Optimum feature selection for SHM of benchmark structures using efficient AI mechanism

Structural Health Monitoring (SHM) is rapidly developing as a multi-disciplinary technology solution for condition assessment and performance evaluation of civil infrastructures. It consists of three parts: data collection, data processing (feature extraction/selection), and decision-making (feature classification). In this research, for effectively reducing a dimension of SHM data, various methods are proposed such as advanced feature extraction, feature subset selection using optimization algorithm, and effective surrogate model based on artificial intelligence methods. These frameworks enhance the capability of the SHM process to tackle with uncertainties and big data problem.

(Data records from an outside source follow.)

//! Progress Tracker (C4).
//!
//! In-memory only: `article_id -> ProgressState` plus a per-article
//! subscriber registry. The Executor is the sole writer for a given
//! article's run; this module only owns fan-out and cleanup.

use std::sync::atomic::{AtomicU64, Ordering};
use std::sync::Arc;
use std::time::Duration;

use dashmap::DashMap;
use serde::{Deserialize, Serialize};
use tokio::sync::mpsc;
use tokio::time::Instant;
use tracing::debug;

/// Run status. `InProgress` may repeat; exactly one terminal event
/// (`Success` xor `Error`) ends a run.
#[derive(Debug, Clone, Copy, PartialEq, Eq, Serialize, Deserialize)]
#[serde(rename_all = "snake_case")]
pub enum RunStatus {
    InProgress,
    Success,
    Error,
}

/// One snapshot of a run, pushed to subscribers and readable via
/// `GET /score-progress/{article_id}`.
#[derive(Debug, Clone, Serialize, Deserialize)]
pub struct ProgressState {
    pub article_id: i64,
    pub step: String,
    pub message: String,
    pub percent: u8,
    pub status: RunStatus,
    pub error: Option<String>,
    pub final_score: Option<f64>,
}

impl ProgressState {
    #[must_use]
    pub fn starting(article_id: i64) -> Self {
        Self {
            article_id,
            step: "Starting".to_string(),
            message: String::new(),
            percent: 0,
            status: RunStatus::InProgress,
            error: None,
            final_score: None,
        }
    }

    #[must_use]
    pub fn in_progress(article_id: i64, step: impl Into<String>, percent: u8) -> Self {
        Self {
            article_id,
            step: step.into(),
            message: String::new(),
            percent,
            status: RunStatus::InProgress,
            error: None,
            final_score: None,
        }
    }

    #[must_use]
    pub fn success(article_id: i64, final_score: f64) -> Self {
        Self {
            article_id,
            step: "Complete".to_string(),
            message: String::new(),
            percent: 100,
            status: RunStatus::Success,
            error: None,
            final_score: Some(final_score),
        }
    }

    #[must_use]
    pub fn error(article_id: i64, reason: impl Into<String>) -> Self {
        Self {
            article_id,
            step: "Failed".to_string(),
            message: String::new(),
            percent: 100,
            status: RunStatus::Error,
            error: Some(reason.into()),
            final_score: None,
        }
    }

    #[must_use]
    pub fn is_terminal(&self) -> bool {
        matches!(self.status, RunStatus::Success | RunStatus::Error)
    }

    /// Explicit overflow notice sent to a subscriber being dropped for
    /// falling behind, per spec.md §4.4.
    #[must_use]
    pub fn overflow(article_id: i64) -> Self {
        Self {
            article_id,
            step: "Overflow".to_string(),
            message: "subscriber queue overflowed, disconnecting".to_string(),
            percent: 0,
            status: RunStatus::Error,
            error: Some("subscriber_overflow".to_string()),
            final_score: None,
        }
    }
}

/// Handle returned from `subscribe`. Dropping it unregisters the
/// subscriber and frees its queue slot.
pub struct Subscriber {
    id: u64,
    article_id: i64,
    receiver: mpsc::Receiver<ProgressState>,
    tracker: Arc<ProgressTrackerInner>,
}

impl Subscriber {
    pub async fn recv(&mut self) -> Option<ProgressState> {
        self.receiver.recv().await
    }
}

impl Drop for Subscriber {
    fn drop(&mut self) {
        self.tracker.remove_subscriber(self.article_id, self.id);
    }
}

struct Registered {
    id: u64,
    sender: mpsc::Sender<ProgressState>,
}

struct ArticleEntry {
    state: ProgressState,
    last_updated: Instant,
    subscribers: Vec<Registered>,
}

struct ProgressTrackerInner {
    entries: DashMap<i64, ArticleEntry>,
    next_subscriber_id: AtomicU64,
    queue_depth: usize,
    grace_period: Duration,
}

impl ProgressTrackerInner {
    fn remove_subscriber(&self, article_id: i64, subscriber_id: u64) {
        if let Some(mut entry) = self.entries.get_mut(&article_id) {
            entry.subscribers.retain(|s| s.id != subscriber_id);
        }
    }
}

/// Shared handle; cheap to clone, safe under concurrent access from the
/// Executor (writer), API handlers (subscribers), and the cleanup task.
#[derive(Clone)]
pub struct ProgressTracker {
    inner: Arc<ProgressTrackerInner>,
}

impl ProgressTracker {
    #[must_use]
    pub fn new(grace_period: Duration, queue_depth: usize) -> Self {
        Self {
            inner: Arc::new(ProgressTrackerInner {
                entries: DashMap::new(),
                next_subscriber_id: AtomicU64::new(0),
                queue_depth,
                grace_period,
            }),
        }
    }

    /// Atomically replace the state for `article_id` and fan it out to
    /// every current subscriber without blocking on any of them.
    pub fn set(&self, state: ProgressState) {
        let article_id = state.article_id;
        let mut entry = self.inner.entries.entry(article_id).or_insert_with(|| ArticleEntry {
            state: state.clone(),
            last_updated: Instant::now(),
            subscribers: Vec::new(),
        });
        entry.state = state.clone();
        entry.last_updated = Instant::now();

        entry.subscribers.retain(|sub| match sub.sender.try_send(state.clone()) {
            Ok(()) => true,
            Err(mpsc::error::TrySendError::Full(_)) => {
                let _ = sub.sender.try_send(ProgressState::overflow(article_id));
                false
            }
            Err(mpsc::error::TrySendError::Closed(_)) => false,
        });
    }

    /// Register a new subscriber, immediately delivering the current
    /// snapshot if one exists.
    pub fn subscribe(&self, article_id: i64) -> Subscriber {
        let (tx, rx) = mpsc::channel(self.inner.queue_depth);
        let id = self.inner.next_subscriber_id.fetch_add(1, Ordering::Relaxed);

        if let Some(mut entry) = self.inner.entries.get_mut(&article_id) {
            let _ = tx.try_send(entry.state.clone());
            entry.subscribers.push(Registered {
                id,
                sender: tx,
            });
        } else {
            self.inner.entries.insert(
                article_id,
                ArticleEntry {
                    state: ProgressState::starting(article_id),
                    last_updated: Instant::now(),
                    subscribers: vec![Registered { id, sender: tx }],
                },
            );
        }

        Subscriber {
            id,
            article_id,
            receiver: rx,
            tracker: self.inner.clone(),
        }
    }

    #[must_use]
    pub fn snapshot(&self, article_id: i64) -> Option<ProgressState> {
        self.inner.entries.get(&article_id).map(|e| e.state.clone())
    }

    /// Remove terminal entries older than the grace period with no
    /// remaining live subscribers. Run periodically from a background task.
    pub fn sweep(&self) {
        let grace = self.inner.grace_period;
        let before = self.inner.entries.len();
        self.inner.entries.retain(|_, entry| {
            !(entry.state.is_terminal()
                && entry.last_updated.elapsed() > grace
                && entry.subscribers.is_empty())
        });
        let removed = before - self.inner.entries.len();
        if removed > 0 {
            debug!(removed, "progress tracker swept stale entries");
        }
    }

    /// Spawn the periodic cleanup task. Returns its `JoinHandle` so callers
    /// can abort it on shutdown if they choose to.
    pub fn spawn_cleanup_task(self, interval: Duration) -> tokio::task::JoinHandle<()> {
        tokio::spawn(async move {
            let mut ticker = tokio::time::interval(interval);
            loop {
                ticker.tick().await;
                self.sweep();
            }
        })
    }
}

#[cfg(test)]
mod tests {
    use super::*;

    #[tokio::test]
    async fn subscriber_receives_current_snapshot_immediately() {
        let tracker = ProgressTracker::new(Duration::from_secs(300), 8);
        tracker.set(ProgressState::in_progress(1, "Scoring", 10));

        let mut sub = tracker.subscribe(1);
        let first = sub.recv().await.unwrap();
        assert_eq!(first.percent, 10);
    }

    #[tokio::test]
    async fn events_fan_out_to_all_subscribers() {
        let tracker = ProgressTracker::new(Duration::from_secs(300), 8);
        let mut a = tracker.subscribe(1);
        let mut b = tracker.subscribe(1);

        tracker.set(ProgressState::success(1, 0.2));

        assert_eq!(a.recv().await.unwrap().status, RunStatus::Success);
        assert_eq!(b.recv().await.unwrap().status, RunStatus::Success);
    }

    #[tokio::test]
    async fn full_queue_drops_subscriber_with_overflow_event() {
        let tracker = ProgressTracker::new(Duration::from_secs(300), 1);
        let mut sub = tracker.subscribe(1);

        for i in 0..5 {
            tracker.set(ProgressState::in_progress(1, "Scoring", i));
        }

        // Drain until we hit the overflow marker rather than asserting a
        // single fixed frame, since the exact point of overflow depends on
        // scheduling of the bounded channel.
        let mut saw_overflow = false;
        while let Some(state) = sub.recv().await {
            if state.error.as_deref() == Some("subscriber_overflow") {
                saw_overflow = true;
                break;
            }
        }
        assert!(saw_overflow);
    }

    #[tokio::test]
    async fn sweep_removes_stale_terminal_entries_without_subscribers() {
        let tracker = ProgressTracker::new(Duration::from_millis(1), 8);
        tracker.set(ProgressState::success(1, 0.5));
        tokio::time::sleep(Duration::from_millis(5)).await;

        tracker.sweep();
        assert!(tracker.snapshot(1).is_none());
    }

    #[tokio::test]
    async fn sweep_keeps_entries_with_live_subscribers() {
        let tracker = ProgressTracker::new(Duration::from_millis(1), 8);
        let _sub = tracker.subscribe(1);
        tracker.set(ProgressState::success(1, 0.5));
        tokio::time::sleep(Duration::from_millis(5)).await;

        tracker.sweep();
        assert!(tracker.snapshot(1).is_some());
    }
}
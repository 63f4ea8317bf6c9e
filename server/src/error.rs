//! Scoring Core error taxonomy.
//!
//! Mirrors the error kinds named in the spec: each one carries a stable
//! machine-readable code (used on the HTTP surface and in terminal progress
//! events) and a human-readable message.

use axum::{http::StatusCode, response::{IntoResponse, Response}, Json};
use serde::Serialize;
use thiserror::Error;

use crate::llm::LlmError;

/// Crate-wide error type returned across component boundaries.
#[derive(Debug, Error)]
pub enum CoreError {
    /// Caller-supplied payload violates the endpoint contract.
    #[error("{0}")]
    Validation(String),

    /// Referenced article does not exist.
    #[error("article not found")]
    NotFound,

    /// Score config is empty or invalid at runtime.
    #[error("no models configured")]
    NoModelsConfigured,

    /// No usable per-model scores survived aggregation filtering.
    #[error("incomplete score: no usable per-model results")]
    IncompleteScore,

    /// A transaction failed; no partial state was persisted.
    #[error("storage operation failed")]
    StorageFailed(#[source] sqlx::Error),

    /// The run was cancelled by its caller.
    #[error("run cancelled")]
    Cancelled,

    /// The run's overall deadline elapsed.
    #[error("deadline exceeded")]
    DeadlineExceeded,

    /// An LLM call failed in a way the Executor could not recover from.
    #[error("llm error: {0}")]
    Llm(#[from] LlmError),

    /// Unexpected internal error (bug) — always logged with context.
    #[error("internal error: {0}")]
    Internal(String),
}

impl CoreError {
    /// Stable machine-readable error kind, used in `ProgressState::error`
    /// and the HTTP `error` response field.
    #[must_use]
    pub fn kind(&self) -> &'static str {
        match self {
            Self::Validation(_) => "validation",
            Self::NotFound => "not_found",
            Self::NoModelsConfigured => "no_models_configured",
            Self::IncompleteScore => "incomplete_score",
            Self::StorageFailed(_) => "storage_failed",
            Self::Cancelled => "cancelled",
            Self::DeadlineExceeded => "deadline_exceeded",
            Self::Llm(e) => e.kind(),
            Self::Internal(_) => "internal",
        }
    }
}

/// Error response body for JSON responses.
#[derive(Debug, Serialize)]
pub struct ErrorBody {
    /// Machine-readable error code.
    pub error: String,
    /// Human-readable error message.
    pub message: String,
}

impl IntoResponse for CoreError {
    fn into_response(self) -> Response {
        let status = match &self {
            Self::Validation(_) => StatusCode::BAD_REQUEST,
            Self::NotFound => StatusCode::NOT_FOUND,
            Self::NoModelsConfigured | Self::IncompleteScore => StatusCode::SERVICE_UNAVAILABLE,
            Self::StorageFailed(_) | Self::Internal(_) => StatusCode::INTERNAL_SERVER_ERROR,
            Self::Cancelled | Self::DeadlineExceeded => StatusCode::GATEWAY_TIMEOUT,
            Self::Llm(_) => StatusCode::BAD_GATEWAY,
        };

        let body = Json(ErrorBody {
            error: self.kind().to_string(),
            message: self.to_string(),
        });

        (status, body).into_response()
    }
}

/// Result type for Scoring Core operations.
pub type CoreResult<T> = Result<T, CoreError>;
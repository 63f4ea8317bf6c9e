//! Model matrix and aggregation configuration.
//!
//! Loaded once at startup from `composite_score_config.json`. Model
//! *selection* lives here and only here — never in environment variables
//! (spec invariant, see `config::ScoringConfig`).

use serde::{Deserialize, Serialize};
use std::fs;
use thiserror::Error;

/// One of the three perspectives a model is prompted to evaluate along.
#[derive(Debug, Clone, Copy, PartialEq, Eq, Hash, Serialize, Deserialize, sqlx::Type)]
#[sqlx(type_name = "perspective", rename_all = "lowercase")]
#[serde(rename_all = "lowercase")]
pub enum Perspective {
    Left,
    Center,
    Right,
}

impl Perspective {
    #[must_use]
    pub const fn as_str(self) -> &'static str {
        match self {
            Self::Left => "left",
            Self::Center => "center",
            Self::Right => "right",
        }
    }
}

impl std::fmt::Display for Perspective {
    fn fmt(&self, f: &mut std::fmt::Formatter<'_>) -> std::fmt::Result {
        f.write_str(self.as_str())
    }
}

/// One entry in the configured scoring matrix.
#[derive(Debug, Clone, Serialize, Deserialize)]
pub struct ModelEntry {
    pub perspective: Perspective,
    #[serde(rename = "modelName")]
    pub model_name: String,
    #[serde(rename = "promptVariant")]
    pub prompt_variant: String,
    pub weight: f64,
    #[serde(rename = "escalationTier")]
    pub escalation_tier: u32,
}

/// Formula used by the Composite Calculator.
#[derive(Debug, Clone, Copy, PartialEq, Eq, Serialize, Deserialize)]
#[serde(rename_all = "snake_case")]
pub enum Formula {
    Average,
    WeightedAverage,
    OneMinusAbsAverage,
}

/// Strategy for handling a per-model score outside `[min_score, max_score]`.
#[derive(Debug, Clone, Copy, PartialEq, Eq, Serialize, Deserialize)]
#[serde(rename_all = "snake_case")]
pub enum HandleInvalid {
    Ignore,
    Clamp,
    DefaultZero,
}

/// Retry/backoff/concurrency tuning embedded in the same config file.
#[derive(Debug, Clone, Serialize, Deserialize)]
pub struct Concurrency {
    #[serde(default = "default_max_concurrent")]
    pub max_concurrent_models: usize,
}

const fn default_max_concurrent() -> usize {
    4
}

/// Full `composite_score_config.json` document.
#[derive(Debug, Clone, Serialize, Deserialize)]
pub struct ScoreConfig {
    pub models: Vec<ModelEntry>,
    pub formula: Formula,
    #[serde(default = "default_min_score")]
    pub min_score: f64,
    #[serde(default = "default_max_score")]
    pub max_score: f64,
    pub handle_invalid: HandleInvalid,
    #[serde(default)]
    pub min_confidence_floor: f64,
    #[serde(default)]
    pub concurrency: Option<Concurrency>,
}

const fn default_min_score() -> f64 {
    -1.0
}

const fn default_max_score() -> f64 {
    1.0
}

/// Errors surfaced while loading or validating the score config.
#[derive(Debug, Error)]
pub enum ScoreConfigError {
    #[error("failed to read {path}: {source}")]
    Io {
        path: String,
        #[source]
        source: std::io::Error,
    },

    #[error("failed to parse {path}: {source}")]
    Parse {
        path: String,
        #[source]
        source: serde_json::Error,
    },

    #[error("score config has an empty `models` list")]
    EmptyModels,

    #[error("perspective {0} has no configured model")]
    MissingPerspective(Perspective),

    #[error("min_score ({min}) must be less than max_score ({max})")]
    InvalidBounds { min: f64, max: f64 },

    #[error("model entry for {model} has non-positive weight {weight}")]
    InvalidWeight { model: String, weight: f64 },
}

impl ScoreConfig {
    /// Returns the configured models for a given perspective, ordered by
    /// ascending escalation tier (tier 0 first).
    #[must_use]
    pub fn models_for(&self, perspective: Perspective) -> Vec<&ModelEntry> {
        let mut entries: Vec<&ModelEntry> = self
            .models
            .iter()
            .filter(|m| m.perspective == perspective)
            .collect();
        entries.sort_by_key(|m| m.escalation_tier);
        entries
    }

    /// Tier-0 entries only — the primary matrix the Executor dispatches
    /// against before any escalation.
    #[must_use]
    pub fn tier0_models(&self) -> Vec<&ModelEntry> {
        self.models.iter().filter(|m| m.escalation_tier == 0).collect()
    }

    /// For each perspective, the lowest-tier entry at or above `min_tier` —
    /// falling back to that perspective's highest available tier if none
    /// reaches `min_tier`. `min_tier = 0` is equivalent to [`Self::tier0_models`].
    ///
    /// Used by the Scheduler's escalation path (spec.md §4.6): once an
    /// article's `fail_count` crosses `scheduler_escalation_threshold`, the
    /// next run skips tier 0 and dispatches directly against a higher tier.
    #[must_use]
    pub fn models_at_or_above(&self, min_tier: u32) -> Vec<&ModelEntry> {
        [Perspective::Left, Perspective::Center, Perspective::Right]
            .into_iter()
            .filter_map(|perspective| {
                let candidates = self.models_for(perspective);
                candidates
                    .iter()
                    .find(|m| m.escalation_tier >= min_tier)
                    .or_else(|| candidates.last())
                    .copied()
            })
            .collect()
    }

    fn validate(&self) -> Result<(), ScoreConfigError> {
        if self.models.is_empty() {
            return Err(ScoreConfigError::EmptyModels);
        }
        if self.min_score >= self.max_score {
            return Err(ScoreConfigError::InvalidBounds {
                min: self.min_score,
                max: self.max_score,
            });
        }
        for perspective in [Perspective::Left, Perspective::Center, Perspective::Right] {
            if self.models_for(perspective).is_empty() {
                return Err(ScoreConfigError::MissingPerspective(perspective));
            }
        }
        for m in &self.models {
            if m.weight <= 0.0 {
                return Err(ScoreConfigError::InvalidWeight {
                    model: m.model_name.clone(),
                    weight: m.weight,
                });
            }
        }
        Ok(())
    }
}

/// Load and validate `composite_score_config.json` from `path`.
///
/// # Errors
/// Returns an error on I/O failure, malformed JSON, or a config that
/// violates the "at least one entry per perspective" / empty-models
/// invariants. Callers at startup should treat this as fatal.
pub fn load(path: &str) -> Result<ScoreConfig, ScoreConfigError> {
    let raw = fs::read_to_string(path).map_err(|source| ScoreConfigError::Io {
        path: path.to_string(),
        source,
    })?;
    let cfg: ScoreConfig = serde_json::from_str(&raw).map_err(|source| ScoreConfigError::Parse {
        path: path.to_string(),
        source,
    })?;
    cfg.validate()?;
    Ok(cfg)
}

#[cfg(test)]
mod tests {
    use super::*;

    fn sample_entry(perspective: Perspective, tier: u32) -> ModelEntry {
        ModelEntry {
            perspective,
            model_name: format!("model-{perspective}-{tier}"),
            prompt_variant: "default".into(),
            weight: 1.0,
            escalation_tier: tier,
        }
    }

    fn sample_config() -> ScoreConfig {
        ScoreConfig {
            models: vec![
                sample_entry(Perspective::Left, 0),
                sample_entry(Perspective::Center, 0),
                sample_entry(Perspective::Right, 0),
            ],
            formula: Formula::Average,
            min_score: -1.0,
            max_score: 1.0,
            handle_invalid: HandleInvalid::Ignore,
            min_confidence_floor: 0.0,
            concurrency: None,
        }
    }

    #[test]
    fn empty_models_is_rejected() {
        let mut cfg = sample_config();
        cfg.models.clear();
        assert!(matches!(cfg.validate(), Err(ScoreConfigError::EmptyModels)));
    }

    #[test]
    fn missing_perspective_is_rejected() {
        let mut cfg = sample_config();
        cfg.models.retain(|m| m.perspective != Perspective::Right);
        assert!(matches!(
            cfg.validate(),
            Err(ScoreConfigError::MissingPerspective(Perspective::Right))
        ));
    }

    #[test]
    fn valid_config_passes() {
        assert!(sample_config().validate().is_ok());
    }

    #[test]
    fn tier0_models_excludes_escalation_tiers() {
        let mut cfg = sample_config();
        cfg.models.push(sample_entry(Perspective::Left, 1));
        assert_eq!(cfg.tier0_models().len(), 3);
    }
}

To reach such goals, a framework based on three main blocks are proposed here: feature extraction block using wavelet pocket relative energy (WPRE), feature selection block using improved version of binary harmony search algorithm and finally feature classification block using wavelet weighted least square support vector machine (WWLS-SVM). The capability of the proposed framework is compared with various well known methods for each block. Results will be presented using metrics of precision, recall, accuracy and feature-reduction. Furthermore, to show the robustness of the proposed methods, six well-known benchmark datasets of SHM domain are studied. The results validate the suitability of the proposed methods in providing data reduction and accelerating damage detection process.